Records from a dataset:
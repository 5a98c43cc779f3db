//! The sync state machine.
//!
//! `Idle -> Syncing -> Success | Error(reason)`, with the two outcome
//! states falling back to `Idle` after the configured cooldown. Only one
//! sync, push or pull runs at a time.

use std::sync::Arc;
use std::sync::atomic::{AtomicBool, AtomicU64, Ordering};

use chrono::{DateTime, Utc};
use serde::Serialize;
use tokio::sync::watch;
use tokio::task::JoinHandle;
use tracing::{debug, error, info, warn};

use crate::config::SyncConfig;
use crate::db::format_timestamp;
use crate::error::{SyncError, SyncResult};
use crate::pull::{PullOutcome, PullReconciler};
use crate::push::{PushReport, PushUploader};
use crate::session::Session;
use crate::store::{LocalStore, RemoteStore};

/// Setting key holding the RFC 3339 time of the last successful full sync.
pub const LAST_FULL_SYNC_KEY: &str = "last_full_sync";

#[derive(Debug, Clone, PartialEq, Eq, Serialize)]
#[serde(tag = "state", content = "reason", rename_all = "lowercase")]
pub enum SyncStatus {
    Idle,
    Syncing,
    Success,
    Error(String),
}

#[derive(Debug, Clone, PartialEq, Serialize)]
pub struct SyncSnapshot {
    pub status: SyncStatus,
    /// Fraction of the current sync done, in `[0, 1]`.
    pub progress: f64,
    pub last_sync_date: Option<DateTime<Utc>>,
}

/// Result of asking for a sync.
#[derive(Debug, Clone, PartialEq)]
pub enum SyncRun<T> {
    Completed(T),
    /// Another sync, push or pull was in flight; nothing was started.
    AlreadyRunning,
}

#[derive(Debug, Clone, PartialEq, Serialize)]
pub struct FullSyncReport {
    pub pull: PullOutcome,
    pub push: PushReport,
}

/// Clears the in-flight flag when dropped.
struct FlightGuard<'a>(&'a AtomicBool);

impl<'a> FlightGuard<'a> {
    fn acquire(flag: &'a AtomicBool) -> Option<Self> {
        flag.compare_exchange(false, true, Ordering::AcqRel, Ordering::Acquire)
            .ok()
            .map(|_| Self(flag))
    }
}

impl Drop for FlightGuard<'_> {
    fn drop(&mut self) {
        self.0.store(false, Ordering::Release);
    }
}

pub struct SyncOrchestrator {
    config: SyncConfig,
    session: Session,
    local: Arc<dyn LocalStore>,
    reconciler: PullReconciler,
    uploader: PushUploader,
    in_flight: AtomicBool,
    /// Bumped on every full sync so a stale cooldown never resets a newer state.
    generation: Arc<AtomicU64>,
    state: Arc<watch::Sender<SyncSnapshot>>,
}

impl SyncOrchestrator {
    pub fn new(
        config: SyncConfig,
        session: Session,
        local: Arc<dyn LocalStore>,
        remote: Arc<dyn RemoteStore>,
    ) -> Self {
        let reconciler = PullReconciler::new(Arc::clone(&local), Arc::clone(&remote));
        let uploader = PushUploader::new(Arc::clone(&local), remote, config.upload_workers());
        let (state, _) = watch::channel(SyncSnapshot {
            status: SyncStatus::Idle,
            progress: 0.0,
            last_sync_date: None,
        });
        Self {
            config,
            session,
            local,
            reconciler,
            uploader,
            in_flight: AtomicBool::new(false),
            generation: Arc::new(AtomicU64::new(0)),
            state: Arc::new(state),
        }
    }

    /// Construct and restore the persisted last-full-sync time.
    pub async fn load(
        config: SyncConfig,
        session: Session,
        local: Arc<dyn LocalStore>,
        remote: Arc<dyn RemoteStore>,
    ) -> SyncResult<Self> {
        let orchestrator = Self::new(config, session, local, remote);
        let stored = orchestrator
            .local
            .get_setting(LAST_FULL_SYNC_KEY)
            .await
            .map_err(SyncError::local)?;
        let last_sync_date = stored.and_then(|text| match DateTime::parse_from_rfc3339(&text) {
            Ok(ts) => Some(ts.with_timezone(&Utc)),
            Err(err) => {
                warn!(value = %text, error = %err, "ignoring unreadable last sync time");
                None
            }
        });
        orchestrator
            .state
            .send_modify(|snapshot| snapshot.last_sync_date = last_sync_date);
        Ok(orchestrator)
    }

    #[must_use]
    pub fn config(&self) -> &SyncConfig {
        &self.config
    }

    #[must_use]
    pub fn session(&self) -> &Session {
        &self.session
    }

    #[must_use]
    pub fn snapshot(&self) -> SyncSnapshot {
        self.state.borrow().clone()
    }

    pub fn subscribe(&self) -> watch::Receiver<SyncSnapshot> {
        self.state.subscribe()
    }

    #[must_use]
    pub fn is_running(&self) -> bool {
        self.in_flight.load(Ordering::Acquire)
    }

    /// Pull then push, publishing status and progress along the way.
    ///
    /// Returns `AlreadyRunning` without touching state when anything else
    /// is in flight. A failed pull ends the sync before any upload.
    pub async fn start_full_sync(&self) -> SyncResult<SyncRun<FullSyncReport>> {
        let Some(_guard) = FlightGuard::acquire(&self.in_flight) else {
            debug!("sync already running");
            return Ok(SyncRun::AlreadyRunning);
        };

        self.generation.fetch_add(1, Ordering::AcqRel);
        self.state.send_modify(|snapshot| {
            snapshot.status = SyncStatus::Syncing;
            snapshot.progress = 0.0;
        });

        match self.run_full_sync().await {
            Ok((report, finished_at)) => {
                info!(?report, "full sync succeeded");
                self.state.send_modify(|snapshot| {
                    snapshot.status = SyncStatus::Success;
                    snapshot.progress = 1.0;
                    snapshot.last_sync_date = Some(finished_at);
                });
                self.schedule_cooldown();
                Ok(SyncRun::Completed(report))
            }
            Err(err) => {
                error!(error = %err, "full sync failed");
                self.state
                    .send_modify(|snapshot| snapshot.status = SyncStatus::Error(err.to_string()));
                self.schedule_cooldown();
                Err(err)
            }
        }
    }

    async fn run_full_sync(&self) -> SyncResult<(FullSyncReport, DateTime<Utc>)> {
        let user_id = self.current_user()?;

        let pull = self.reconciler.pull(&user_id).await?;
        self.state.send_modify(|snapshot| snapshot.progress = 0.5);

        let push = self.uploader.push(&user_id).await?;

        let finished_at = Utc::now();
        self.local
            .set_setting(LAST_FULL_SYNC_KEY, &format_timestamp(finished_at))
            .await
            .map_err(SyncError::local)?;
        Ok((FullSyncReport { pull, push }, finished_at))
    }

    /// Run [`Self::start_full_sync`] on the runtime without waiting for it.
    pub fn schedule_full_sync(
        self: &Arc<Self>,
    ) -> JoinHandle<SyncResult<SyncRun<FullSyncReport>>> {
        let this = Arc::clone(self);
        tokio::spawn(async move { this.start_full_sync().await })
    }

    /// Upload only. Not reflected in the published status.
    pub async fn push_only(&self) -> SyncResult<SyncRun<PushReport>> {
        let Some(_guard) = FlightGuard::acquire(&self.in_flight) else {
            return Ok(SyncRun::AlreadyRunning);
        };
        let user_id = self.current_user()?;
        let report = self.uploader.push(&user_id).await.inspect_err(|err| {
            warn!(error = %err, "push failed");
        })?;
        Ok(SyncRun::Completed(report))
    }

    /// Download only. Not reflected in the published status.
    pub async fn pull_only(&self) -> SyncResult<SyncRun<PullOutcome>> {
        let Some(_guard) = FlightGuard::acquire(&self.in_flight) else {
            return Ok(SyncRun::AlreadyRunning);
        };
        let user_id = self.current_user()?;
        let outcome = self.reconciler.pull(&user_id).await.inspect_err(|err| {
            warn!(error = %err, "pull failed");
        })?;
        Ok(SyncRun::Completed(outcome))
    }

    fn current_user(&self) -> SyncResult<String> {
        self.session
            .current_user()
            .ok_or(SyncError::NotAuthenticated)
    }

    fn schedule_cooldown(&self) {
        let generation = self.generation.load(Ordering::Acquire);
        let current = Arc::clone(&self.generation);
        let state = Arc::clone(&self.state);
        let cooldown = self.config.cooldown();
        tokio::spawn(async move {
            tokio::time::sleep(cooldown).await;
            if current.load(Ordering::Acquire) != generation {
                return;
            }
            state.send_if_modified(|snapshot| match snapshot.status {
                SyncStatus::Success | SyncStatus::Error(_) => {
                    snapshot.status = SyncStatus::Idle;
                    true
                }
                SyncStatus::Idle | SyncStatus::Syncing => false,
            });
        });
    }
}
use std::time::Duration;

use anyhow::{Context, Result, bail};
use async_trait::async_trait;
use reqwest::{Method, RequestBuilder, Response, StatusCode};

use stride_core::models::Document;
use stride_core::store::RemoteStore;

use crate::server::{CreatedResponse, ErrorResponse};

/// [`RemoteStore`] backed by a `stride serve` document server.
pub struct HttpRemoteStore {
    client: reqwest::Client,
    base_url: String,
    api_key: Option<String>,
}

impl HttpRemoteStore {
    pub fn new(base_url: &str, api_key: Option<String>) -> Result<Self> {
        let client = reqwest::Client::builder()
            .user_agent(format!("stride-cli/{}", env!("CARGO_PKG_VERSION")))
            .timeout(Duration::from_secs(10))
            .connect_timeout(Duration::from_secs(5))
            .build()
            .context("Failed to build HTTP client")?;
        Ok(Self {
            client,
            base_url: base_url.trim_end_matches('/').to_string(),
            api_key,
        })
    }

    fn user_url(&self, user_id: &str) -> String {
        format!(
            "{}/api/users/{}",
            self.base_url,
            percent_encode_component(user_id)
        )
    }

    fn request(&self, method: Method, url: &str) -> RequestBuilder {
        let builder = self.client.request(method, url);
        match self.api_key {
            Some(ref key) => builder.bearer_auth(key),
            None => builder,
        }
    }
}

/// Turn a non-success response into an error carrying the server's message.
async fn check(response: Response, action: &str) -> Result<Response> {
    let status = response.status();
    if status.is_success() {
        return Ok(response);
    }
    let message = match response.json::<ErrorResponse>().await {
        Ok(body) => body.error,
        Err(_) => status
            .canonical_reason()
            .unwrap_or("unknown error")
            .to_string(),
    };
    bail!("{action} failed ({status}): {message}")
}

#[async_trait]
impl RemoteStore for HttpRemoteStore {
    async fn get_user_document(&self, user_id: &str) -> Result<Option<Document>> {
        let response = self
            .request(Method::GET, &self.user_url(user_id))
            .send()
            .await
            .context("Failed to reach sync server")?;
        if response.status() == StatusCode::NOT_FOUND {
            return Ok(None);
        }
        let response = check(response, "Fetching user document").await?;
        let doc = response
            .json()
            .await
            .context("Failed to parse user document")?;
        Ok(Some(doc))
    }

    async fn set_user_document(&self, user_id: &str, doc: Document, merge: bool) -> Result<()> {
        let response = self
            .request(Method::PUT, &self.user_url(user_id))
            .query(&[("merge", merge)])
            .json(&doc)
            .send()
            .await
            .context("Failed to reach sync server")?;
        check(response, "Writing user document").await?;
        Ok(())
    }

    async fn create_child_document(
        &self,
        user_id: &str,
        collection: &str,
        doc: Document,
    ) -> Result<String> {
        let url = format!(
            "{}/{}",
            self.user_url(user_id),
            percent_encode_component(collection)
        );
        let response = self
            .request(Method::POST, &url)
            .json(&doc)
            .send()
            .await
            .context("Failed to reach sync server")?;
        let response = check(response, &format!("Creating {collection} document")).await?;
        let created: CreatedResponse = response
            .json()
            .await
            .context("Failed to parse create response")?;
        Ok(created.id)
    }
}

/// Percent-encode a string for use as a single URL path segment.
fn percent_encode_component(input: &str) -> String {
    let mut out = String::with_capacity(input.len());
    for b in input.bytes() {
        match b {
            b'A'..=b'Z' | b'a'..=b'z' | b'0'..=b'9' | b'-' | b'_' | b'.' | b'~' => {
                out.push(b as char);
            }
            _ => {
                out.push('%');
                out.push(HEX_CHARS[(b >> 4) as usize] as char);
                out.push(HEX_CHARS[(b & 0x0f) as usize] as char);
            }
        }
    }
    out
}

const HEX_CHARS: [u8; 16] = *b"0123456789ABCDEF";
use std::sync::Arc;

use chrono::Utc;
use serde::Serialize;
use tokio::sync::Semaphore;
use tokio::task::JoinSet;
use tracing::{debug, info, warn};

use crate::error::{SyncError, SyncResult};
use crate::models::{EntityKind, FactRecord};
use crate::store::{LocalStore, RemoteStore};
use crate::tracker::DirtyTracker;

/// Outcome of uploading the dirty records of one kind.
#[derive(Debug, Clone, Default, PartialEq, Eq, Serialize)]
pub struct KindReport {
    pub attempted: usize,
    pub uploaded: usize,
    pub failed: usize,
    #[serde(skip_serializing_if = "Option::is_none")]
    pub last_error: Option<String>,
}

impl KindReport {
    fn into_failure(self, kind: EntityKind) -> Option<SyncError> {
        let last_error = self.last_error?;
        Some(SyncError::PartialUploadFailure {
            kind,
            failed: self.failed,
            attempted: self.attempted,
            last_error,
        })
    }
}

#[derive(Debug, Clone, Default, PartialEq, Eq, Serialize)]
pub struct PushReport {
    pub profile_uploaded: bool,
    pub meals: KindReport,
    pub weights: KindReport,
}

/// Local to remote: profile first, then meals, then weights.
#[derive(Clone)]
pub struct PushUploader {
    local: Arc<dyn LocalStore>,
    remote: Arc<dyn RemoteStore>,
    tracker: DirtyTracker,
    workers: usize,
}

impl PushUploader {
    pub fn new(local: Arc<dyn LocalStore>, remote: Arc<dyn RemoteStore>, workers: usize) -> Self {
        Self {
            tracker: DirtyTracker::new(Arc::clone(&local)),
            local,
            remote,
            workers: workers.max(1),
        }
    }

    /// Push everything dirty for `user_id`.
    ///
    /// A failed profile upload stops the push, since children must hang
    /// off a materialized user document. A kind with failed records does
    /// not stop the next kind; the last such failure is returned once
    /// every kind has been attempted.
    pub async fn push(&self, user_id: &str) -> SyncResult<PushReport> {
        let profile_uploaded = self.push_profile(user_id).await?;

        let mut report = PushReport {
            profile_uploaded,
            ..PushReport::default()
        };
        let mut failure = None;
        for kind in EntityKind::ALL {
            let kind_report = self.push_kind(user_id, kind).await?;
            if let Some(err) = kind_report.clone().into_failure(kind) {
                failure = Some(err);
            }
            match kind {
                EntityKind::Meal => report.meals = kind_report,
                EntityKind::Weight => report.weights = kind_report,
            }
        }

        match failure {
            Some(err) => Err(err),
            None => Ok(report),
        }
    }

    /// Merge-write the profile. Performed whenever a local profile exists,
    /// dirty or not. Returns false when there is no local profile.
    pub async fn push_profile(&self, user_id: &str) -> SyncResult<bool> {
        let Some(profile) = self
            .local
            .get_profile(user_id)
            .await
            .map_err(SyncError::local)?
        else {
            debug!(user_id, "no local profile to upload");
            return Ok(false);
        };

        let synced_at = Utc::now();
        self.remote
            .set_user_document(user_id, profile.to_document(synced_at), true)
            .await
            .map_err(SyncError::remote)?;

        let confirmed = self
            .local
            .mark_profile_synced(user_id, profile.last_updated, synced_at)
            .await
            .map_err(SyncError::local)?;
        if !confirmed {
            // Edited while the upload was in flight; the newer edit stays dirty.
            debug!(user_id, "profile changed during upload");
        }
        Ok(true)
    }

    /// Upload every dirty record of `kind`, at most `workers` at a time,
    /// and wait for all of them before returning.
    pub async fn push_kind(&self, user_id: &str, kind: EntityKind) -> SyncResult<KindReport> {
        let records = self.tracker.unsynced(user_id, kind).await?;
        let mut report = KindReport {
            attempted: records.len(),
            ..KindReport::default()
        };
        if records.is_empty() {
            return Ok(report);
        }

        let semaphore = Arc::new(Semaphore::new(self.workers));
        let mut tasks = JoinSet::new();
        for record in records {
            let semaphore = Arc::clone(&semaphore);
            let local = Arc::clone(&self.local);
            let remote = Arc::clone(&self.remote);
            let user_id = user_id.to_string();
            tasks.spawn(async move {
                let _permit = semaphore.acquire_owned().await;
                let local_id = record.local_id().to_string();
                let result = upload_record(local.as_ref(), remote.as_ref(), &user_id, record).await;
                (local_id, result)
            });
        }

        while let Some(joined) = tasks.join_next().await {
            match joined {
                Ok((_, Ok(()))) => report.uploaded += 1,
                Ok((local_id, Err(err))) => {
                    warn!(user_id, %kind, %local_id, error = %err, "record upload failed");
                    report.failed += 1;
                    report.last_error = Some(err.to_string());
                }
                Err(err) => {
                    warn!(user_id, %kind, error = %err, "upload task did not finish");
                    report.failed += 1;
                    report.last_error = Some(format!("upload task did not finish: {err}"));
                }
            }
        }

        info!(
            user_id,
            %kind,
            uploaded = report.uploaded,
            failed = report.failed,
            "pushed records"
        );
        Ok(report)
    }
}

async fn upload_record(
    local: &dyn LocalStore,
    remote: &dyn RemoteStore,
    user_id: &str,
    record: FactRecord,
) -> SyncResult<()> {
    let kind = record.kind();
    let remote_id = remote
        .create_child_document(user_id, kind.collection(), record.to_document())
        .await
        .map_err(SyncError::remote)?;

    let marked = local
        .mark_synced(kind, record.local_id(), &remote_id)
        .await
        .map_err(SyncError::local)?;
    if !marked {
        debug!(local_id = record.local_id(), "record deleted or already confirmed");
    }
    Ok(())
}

WHAT IS BEING ASKED: State how many lines in the entries hold the word "reqwest", giving the number alone.

EXPECTED ANSWER: 3